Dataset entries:
━━━━

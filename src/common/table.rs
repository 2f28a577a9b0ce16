#[cfg(test)]
#[path = "../tests/common/table_test.rs"]
mod tests;
//
use std::ops::Index;
///
/// Matrix of numbers with the fixed row width.
///
/// Meaning of each column is positional and defined by the table kind.
/// Only rows of exactly `width` values are stored.
#[derive(Clone, Debug, Default, PartialEq)]
pub struct Table {
    width: usize,
    rows: Vec<Vec<f64>>,
}
//
//
impl Table {
    ///
    /// Creates an empty table of rows having `width` values.
    pub fn new(width: usize) -> Self {
        Self {
            width,
            rows: vec![],
        }
    }
    ///
    /// Creates an empty table with space reserved for `rows` rows.
    pub fn with_capacity(width: usize, rows: usize) -> Self {
        Self {
            width,
            rows: Vec::with_capacity(rows),
        }
    }
    ///
    /// Creates a table of those `rows`, which have exactly `width` values.
    pub fn from_rows(width: usize, rows: impl IntoIterator<Item = Vec<f64>>) -> Self {
        let mut table = Self::new(width);
        for row in rows {
            table.push(row);
        }
        table
    }
    ///
    /// Number of values in each row.
    pub fn width(&self) -> usize {
        self.width
    }
    ///
    /// Number of rows.
    pub fn len(&self) -> usize {
        self.rows.len()
    }
    //
    //
    pub fn is_empty(&self) -> bool {
        self.rows.is_empty()
    }
    ///
    /// Number of rows the table can hold without reallocation.
    pub fn capacity(&self) -> usize {
        self.rows.capacity()
    }
    ///
    /// Reserves space for at least `additional` more rows.
    pub fn grow(&mut self, additional: usize) {
        self.rows.reserve(additional);
    }
    ///
    /// Appends `row` if it has exactly [Table::width] values.
    ///
    /// Returns _false_ if the row is rejected.
    pub fn push(&mut self, row: Vec<f64>) -> bool {
        if row.len() != self.width {
            return false;
        }
        self.rows.push(row);
        true
    }
    ///
    /// Returns the row by its index, if present.
    pub fn row(&self, id: usize) -> Option<&[f64]> {
        self.rows.get(id).map(Vec::as_slice)
    }
    ///
    /// Returns an iterator over rows in their order.
    pub fn rows(&self) -> impl Iterator<Item = &[f64]> {
        self.rows.iter().map(Vec::as_slice)
    }
}
//
//
impl Index<usize> for Table {
    type Output = [f64];
    //
    //
    fn index(&self, id: usize) -> &Self::Output {
        &self.rows[id]
    }
}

━━━━

[Work required]:
Each line in the entries above that includes the string "usize" should be extracted.

[Reply]:
    width: usize,
    pub fn new(width: usize) -> Self {
    pub fn with_capacity(width: usize, rows: usize) -> Self {
    pub fn from_rows(width: usize, rows: impl IntoIterator<Item = Vec<f64>>) -> Self {
    pub fn width(&self) -> usize {
    pub fn len(&self) -> usize {
    pub fn capacity(&self) -> usize {
    pub fn grow(&mut self, additional: usize) {
    pub fn row(&self, id: usize) -> Option<&[f64]> {
impl Index<usize> for Table {
    fn index(&self, id: usize) -> &Self::Output {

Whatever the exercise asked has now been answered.